On the 10th Death Anniversary of Ferenc Puskas, we look back at those days when a team from Central Europe became a force to reckon with.

Few teams have revolutionized the game of football like the Hungarian team of the 1950’s. The Mighty Magyars were the first exponents of the famous “Total Football” that would go on to rule the world of football in the 70’s and then again in the late 2000’s.

The team was built around the unique talents of the greatest Hungarian footballer of all-time and one of football’s all-time best strikers, Ferenc Puskas. Known as the Galloping Major for his association with the army and his unique style of play, Puskas ended his career as the leading goal scorer in International Football. His Hungarian team was one of the finest of all-time and won the Olympic Gold and also reached the final of 1954 World Cup. At Real Madrid, he won 3 European Cups and is regarded as one of their all-time greats and formed a deadly partnership with another great Alfredo Di Stefano.

 He was a clinical striker capable of scoring goals for fun and possessed one of the sports most deadly left foot. His greatest achievement however has to be with the National Team. Along with other greats like Kocsis, Bozsik, Hidegkuti and Czibor, Puskas transformed an ordinary Hungary team into the World’s best. They are still regarded as one of the greatest teams of all-time and it was a miracle they did not win the World Cup of 1954. Under the guidance of coach Gusztav Sebes, Hungary employed a free and versatile system which used Puskas in a withdrawn role as striker. He played in a position today known as the ‘False-nine’.

The basic philosophy behind the tactic was to play the forward in a deep midfield role to draw the opposition center backs out of their position, which was then exploited by the wing players to cut into the free space. When it was first used, the effect was devastating as Hungary outclassed their more illustrious counterparts like England, Uruguay, Russia on more than one occasion. They did not just beat these established super powers, they destroyed them. This team still holds the record for most goals, most goals/game and highest goal difference in a single world cup. They were favorites to land the title but came up against the German machine in the final. It was a system that used a 4-2-4 formation, with the forwards playing interchangeably. All players could play in any position and this was perhaps the birth of Total Football. The team would attack as a single unit and defend as single unit, always making sure that they did not leave their positions and left any player without support.

The team shone brightly for 4-5 years in the early 1950’s before the conflict in the Soviet Union ripped them apart. Most of the players including Puskas fled the country and never played for them again.
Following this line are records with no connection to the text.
//! Dashboard backend: async weather and location work.
//! Every request runs as its own task; results come back over an mpsc channel.
//! Requests are never cancelled once started.

use std::sync::Arc;
use std::time::Duration;

use skycast_weather::{Acquisition, City, LocationSource, WeatherProvider};
use tokio::sync::mpsc::{self, UnboundedReceiver, UnboundedSender};
use tokio_util::sync::CancellationToken;

use crate::error_mapping::location_error;

/// Transient user-facing confirmation or warning
#[derive(Debug, Clone, PartialEq, Eq)]
pub enum Notice {
    Success(String),
    Error(String),
}

/// Messages sent from async operations back to the dashboard loop
#[derive(Debug)]
pub enum DashboardMessage {
    /// Result of one acquisition sequence, tagged with the request generation
    Fetched {
        generation: u64,
        acquisition: Acquisition,
    },
    /// Type-ahead suggestions for `query`
    Suggestions { query: String, cities: Vec<City> },
    /// Notice produced off the dashboard loop (geolocation outcome)
    Notice(Notice),
    /// Auto-refresh timer fired
    RefreshTick,
}

/// Shared handles used to start requests.
#[derive(Clone)]
pub struct DashboardServices {
    provider: Arc<WeatherProvider>,
    location: Arc<LocationSource>,
    default_city: String,
    tx: UnboundedSender<DashboardMessage>,
    runtime: tokio::runtime::Handle,
}

impl DashboardServices {
    /// Must be called from within a Tokio runtime.
    pub fn new(
        provider: Arc<WeatherProvider>,
        location: Arc<LocationSource>,
        default_city: impl Into<String>,
    ) -> (Self, UnboundedReceiver<DashboardMessage>) {
        let (tx, rx) = mpsc::unbounded_channel();
        let services = Self {
            provider,
            location,
            default_city: default_city.into(),
            tx,
            runtime: tokio::runtime::Handle::current(),
        };
        (services, rx)
    }

    pub fn default_city(&self) -> &str {
        &self.default_city
    }

    /// Sender for messages from outside the services (timer, tests).
    pub fn sender(&self) -> UnboundedSender<DashboardMessage> {
        self.tx.clone()
    }

    /// Locate the user, then fetch weather there. Falls back to the default city.
    pub fn request_locate(&self, generation: u64) {
        let tx = self.tx.clone();
        let provider = self.provider.clone();
        let location = self.location.clone();
        let default_city = self.default_city.clone();

        self.runtime.spawn(async move {
            let (acquisition, notice) = match location.locate().await {
                Ok(coords) => {
                    let acquisition = provider.fetch_by_coordinates(coords.latitude, coords.longitude).await;
                    (acquisition, Notice::Success("Location detected!".to_string()))
                }
                Err(e) => {
                    tracing::warn!("Geolocation error: {}", e);
                    let acquisition = provider.fetch_by_city_name(&default_city).await;
                    (acquisition, Notice::Error(location_error(&e).user_message().to_string()))
                }
            };
            let _ = tx.send(DashboardMessage::Notice(notice));
            let _ = tx.send(DashboardMessage::Fetched { generation, acquisition });
        });
    }

    pub fn request_city(&self, generation: u64, name: String) {
        let tx = self.tx.clone();
        let provider = self.provider.clone();
        self.runtime.spawn(async move {
            let acquisition = provider.fetch_by_city_name(&name).await;
            let _ = tx.send(DashboardMessage::Fetched { generation, acquisition });
        });
    }

    pub fn request_coordinates(&self, generation: u64, lat: f64, lon: f64) {
        let tx = self.tx.clone();
        let provider = self.provider.clone();
        self.runtime.spawn(async move {
            let acquisition = provider.fetch_by_coordinates(lat, lon).await;
            let _ = tx.send(DashboardMessage::Fetched { generation, acquisition });
        });
    }

    pub fn request_suggestions(&self, query: String) {
        let tx = self.tx.clone();
        let provider = self.provider.clone();
        self.runtime.spawn(async move {
            let cities = provider.search_cities(&query).await;
            let _ = tx.send(DashboardMessage::Suggestions { query, cities });
        });
    }
}

/// Send [`DashboardMessage::RefreshTick`] every `period` until `cancel` fires.
/// The first tick comes one full period after start.
pub fn spawn_auto_refresh(
    tx: UnboundedSender<DashboardMessage>,
    period: Duration,
    cancel: CancellationToken,
) -> tokio::task::JoinHandle<()> {
    tokio::spawn(async move {
        let mut interval = tokio::time::interval_at(tokio::time::Instant::now() + period, period);
        interval.set_missed_tick_behavior(tokio::time::MissedTickBehavior::Delay);
        loop {
            tokio::select! {
                _ = cancel.cancelled() => {
                    tracing::debug!("Auto-refresh stopped");
                    break;
                }
                _ = interval.tick() => {
                    if tx.send(DashboardMessage::RefreshTick).is_err() {
                        break;
                    }
                }
            }
        }
    })
}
A few returned after the war was over, but the team would never be the same again. Most players lost 3 years of their prime due to the political tensions, and most of them never quite reached the same heights again. Puskas himself was rejected by most clubs for being too old and overweight, until he was signed by Real Madrid in 1958, whom he then helped to 5 consecutive La Liga titles in addition to the 3 European Cups.
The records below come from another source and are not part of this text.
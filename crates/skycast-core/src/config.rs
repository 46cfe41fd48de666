use anyhow::{Context, Result};
use serde::{Deserialize, Serialize};
use std::path::{Path, PathBuf};
use url::Url;

use crate::error::ConfigError;

/// Environment variable that overrides `weather.api_key`. Never written back to disk.
pub const API_KEY_ENV: &str = "OPENWEATHER_API_KEY";

/// Configuration validation errors
#[derive(Debug, Clone)]
pub struct ConfigValidationError {
    pub field: String,
    pub message: String,
}

impl std::fmt::Display for ConfigValidationError {
    fn fmt(&self, f: &mut std::fmt::Formatter<'_>) -> std::fmt::Result {
        write!(f, "{}: {}", self.field, self.message)
    }
}

/// Result of config validation
#[derive(Debug, Clone, Default)]
pub struct ValidationResult {
    pub errors: Vec<ConfigValidationError>,
    pub warnings: Vec<ConfigValidationError>,
}

impl ValidationResult {
    /// Returns true if there are no errors (warnings are OK)
    pub fn is_valid(&self) -> bool {
        self.errors.is_empty()
    }

    pub fn add_error(&mut self, field: impl Into<String>, message: impl Into<String>) {
        self.errors.push(ConfigValidationError {
            field: field.into(),
            message: message.into(),
        });
    }

    pub fn add_warning(&mut self, field: impl Into<String>, message: impl Into<String>) {
        self.warnings.push(ConfigValidationError {
            field: field.into(),
            message: message.into(),
        });
    }

    /// Get a user-friendly message summarizing all errors
    pub fn error_summary(&self) -> String {
        self.errors
            .iter()
            .map(|e| e.to_string())
            .collect::<Vec<_>>()
            .join("; ")
    }
}

#[derive(Debug, Clone, Serialize, Deserialize)]
pub struct Config {
    /// Application configuration directory (favorites storage lives here too)
    pub config_dir: PathBuf,

    /// Weather API settings
    #[serde(default)]
    pub weather: WeatherConfig,

    /// Geolocation settings
    #[serde(default)]
    pub location: LocationConfig,

    /// UI preferences
    #[serde(default)]
    pub ui: UiConfig,
}

#[derive(Debug, Clone, Serialize, Deserialize)]
pub struct WeatherConfig {
    /// OpenWeatherMap base URL
    #[serde(default = "default_api_base_url")]
    pub api_base_url: String,

    /// OpenWeatherMap API key ("demo" only ever yields demo data)
    #[serde(default = "default_api_key")]
    pub api_key: String,

    /// Auto-refresh interval in minutes
    #[serde(default = "default_refresh_minutes")]
    pub refresh_minutes: u32,

    /// Per-request timeout in seconds
    #[serde(default = "default_request_timeout_secs")]
    pub request_timeout_secs: u64,

    /// Drop results of fetches that were superseded by a newer request.
    /// Off: results are shown in the order they arrive.
    #[serde(default)]
    pub discard_superseded: bool,

    /// City shown when the location cannot be determined
    #[serde(default = "default_city")]
    pub default_city: String,

    /// Key taken from the environment; wins over `api_key`
    #[serde(skip)]
    env_api_key: Option<String>,
}

fn default_api_base_url() -> String {
    "https://api.openweathermap.org".to_string()
}

fn default_api_key() -> String {
    "demo".to_string()
}

fn default_refresh_minutes() -> u32 {
    10
}

fn default_request_timeout_secs() -> u64 {
    10
}

fn default_city() -> String {
    "San Francisco".to_string()
}

impl Default for WeatherConfig {
    fn default() -> Self {
        Self {
            api_base_url: default_api_base_url(),
            api_key: default_api_key(),
            refresh_minutes: default_refresh_minutes(),
            request_timeout_secs: default_request_timeout_secs(),
            discard_superseded: false,
            default_city: default_city(),
            env_api_key: None,
        }
    }
}

impl WeatherConfig {
    /// Check if a real API key is configured (not the demo placeholder)
    pub fn has_api_key(&self) -> bool {
        let key = self.effective_api_key();
        !key.is_empty() && key != "demo" && !key.starts_with("YOUR_")
    }

    /// Key to send to the API: the environment override if present, else the file value
    pub fn effective_api_key(&self) -> &str {
        self.env_api_key.as_deref().unwrap_or(&self.api_key)
    }

    fn set_env_api_key(&mut self, value: Option<String>) {
        self.env_api_key = value
            .map(|key| key.trim().to_string())
            .filter(|key| !key.is_empty());
    }
}

#[derive(Debug, Clone, Serialize, Deserialize)]
pub struct LocationConfig {
    /// Fixed latitude; takes precedence over IP lookup when set with longitude
    #[serde(default)]
    pub latitude: Option<f64>,

    #[serde(default)]
    pub longitude: Option<f64>,

    /// Approximate location from the public IP address
    #[serde(default = "default_ip_lookup")]
    pub ip_lookup: bool,

    #[serde(default = "default_ip_lookup_url")]
    pub ip_lookup_url: String,
}

fn default_ip_lookup() -> bool {
    true
}

fn default_ip_lookup_url() -> String {
    "http://ip-api.com/json".to_string()
}

impl Default for LocationConfig {
    fn default() -> Self {
        Self {
            latitude: None,
            longitude: None,
            ip_lookup: default_ip_lookup(),
            ip_lookup_url: default_ip_lookup_url(),
        }
    }
}

impl LocationConfig {
    /// Fixed coordinates, if both halves are configured
    pub fn fixed(&self) -> Option<(f64, f64)> {
        self.latitude.zip(self.longitude)
    }
}

#[derive(Debug, Clone, Default, Serialize, Deserialize)]
pub struct UiConfig {
    /// Dark mode enabled
    #[serde(default)]
    pub dark_mode: bool,
}

impl Default for Config {
    fn default() -> Self {
        let config_dir = dirs::config_dir()
            .unwrap_or_else(|| PathBuf::from("."))
            .join("skycast");

        let mut config = Self {
            config_dir,
            weather: WeatherConfig::default(),
            location: LocationConfig::default(),
            ui: UiConfig::default(),
        };
        config.apply_env_overrides();
        config
    }
}

impl Config {
    /// Load configuration from the default location, creating it if it doesn't exist
    pub fn load() -> Result<Self> {
        Self::load_from(&Self::config_path()?)
    }

    /// Load configuration from `path`, writing defaults there if it doesn't exist
    pub fn load_from(path: &Path) -> Result<Self> {
        if !path.exists() {
            let mut config = Self::default();
            if let Some(parent) = path.parent() {
                config.config_dir = parent.to_path_buf();
            }
            config.save_to(path)?;
            return Ok(config);
        }

        let contents = std::fs::read_to_string(path).context("Failed to read config file")?;

        let mut config: Config =
            toml::from_str(&contents).map_err(|e| ConfigError::ParseError(e.to_string()))?;
        config.apply_env_overrides();

        Ok(config)
    }

    /// Load configuration and validate it
    ///
    /// Returns the config along with any validation warnings.
    /// Returns an error if validation fails with critical errors.
    pub fn load_validated(path: Option<&Path>) -> Result<(Self, ValidationResult)> {
        let config = match path {
            Some(p) => Self::load_from(p)?,
            None => Self::load()?,
        };
        let validation = config.validate();

        if !validation.is_valid() {
            return Err(ConfigError::Invalid(validation.error_summary()).into());
        }

        for warning in &validation.warnings {
            tracing::warn!("Config warning: {}", warning);
        }

        Ok((config, validation))
    }

    fn apply_env_overrides(&mut self) {
        self.weather.set_env_api_key(std::env::var(API_KEY_ENV).ok());
    }

    /// Validate the configuration
    pub fn validate(&self) -> ValidationResult {
        let mut result = ValidationResult::default();

        validate_url(&self.weather.api_base_url, "weather.api_base_url", &mut result);

        if !self.weather.has_api_key() {
            result.add_warning(
                "weather.api_key",
                format!("No API key configured (set {}) - showing demo data", API_KEY_ENV),
            );
        }

        if self.weather.refresh_minutes == 0 {
            result.add_warning("weather.refresh_minutes", "Auto-refresh disabled (0 minutes)");
        } else if self.weather.refresh_minutes > 1440 {
            result.add_warning(
                "weather.refresh_minutes",
                "Refresh interval is more than 24 hours",
            );
        }

        if self.weather.request_timeout_secs == 0 {
            result.add_error("weather.request_timeout_secs", "Timeout must be greater than 0");
        }

        if self.weather.default_city.trim().is_empty() {
            result.add_error("weather.default_city", "Default city must not be empty");
        }

        match (self.location.latitude, self.location.longitude) {
            (Some(lat), Some(lon)) => {
                if !(-90.0..=90.0).contains(&lat) {
                    result.add_error("location.latitude", "Latitude must be within -90..90");
                }
                if !(-180.0..=180.0).contains(&lon) {
                    result.add_error("location.longitude", "Longitude must be within -180..180");
                }
            }
            (Some(_), None) | (None, Some(_)) => {
                result.add_error("location", "Set both latitude and longitude, or neither");
            }
            (None, None) => {}
        }

        if self.location.ip_lookup {
            validate_url(&self.location.ip_lookup_url, "location.ip_lookup_url", &mut result);
        }

        result
    }

    /// Save configuration to the default location
    pub fn save(&self) -> Result<()> {
        self.save_to(&Self::config_path()?)
    }

    pub fn save_to(&self, path: &Path) -> Result<()> {
        if let Some(parent) = path.parent() {
            std::fs::create_dir_all(parent).context("Failed to create config directory")?;
        }

        let contents = toml::to_string_pretty(self).context("Failed to serialize config")?;

        std::fs::write(path, contents).context("Failed to write config file")?;

        Ok(())
    }

    /// Get the path to the configuration file
    pub fn config_path() -> Result<PathBuf> {
        let config_dir = dirs::config_dir()
            .context("Failed to get config directory")?
            .join("skycast");

        Ok(config_dir.join("config.toml"))
    }
}

/// Validate a URL field
fn validate_url(url_str: &str, field_name: &str, result: &mut ValidationResult) {
    match Url::parse(url_str) {
        Ok(url) => {
            if url.scheme() != "http" && url.scheme() != "https" {
                result.add_error(
                    field_name,
                    format!("URL must use http or https scheme, got: {}", url.scheme()),
                );
            }

            if url.host().is_none() {
                result.add_error(field_name, "URL must have a host");
            }

            if url.port() == Some(0) {
                result.add_error(field_name, "Port cannot be 0");
            }
        }
        Err(e) => {
            result.add_error(field_name, format!("Invalid URL: {}", e));
        }
    }
}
If not for the war, this team might have gone down as the Greatest of All-Time and achieved many more accolades than they did. Puskas himself would have created many more records which would never have been broken. They caught the imagination of the entire world and their influence continues to show on the football pitch. They were a beacon of hope for an entire nation suffering from the communist regime of the Soviet, and football was often the only way any form of Patriotism could be expressed. The team was comprised mostly from a single club, a club taken over by the National Army which gave Puskas his rank as Major.  Hungary was still reeling under the effects of their loss in WW-II, but for a short while they could rejoice in literally having “The world at their feet”.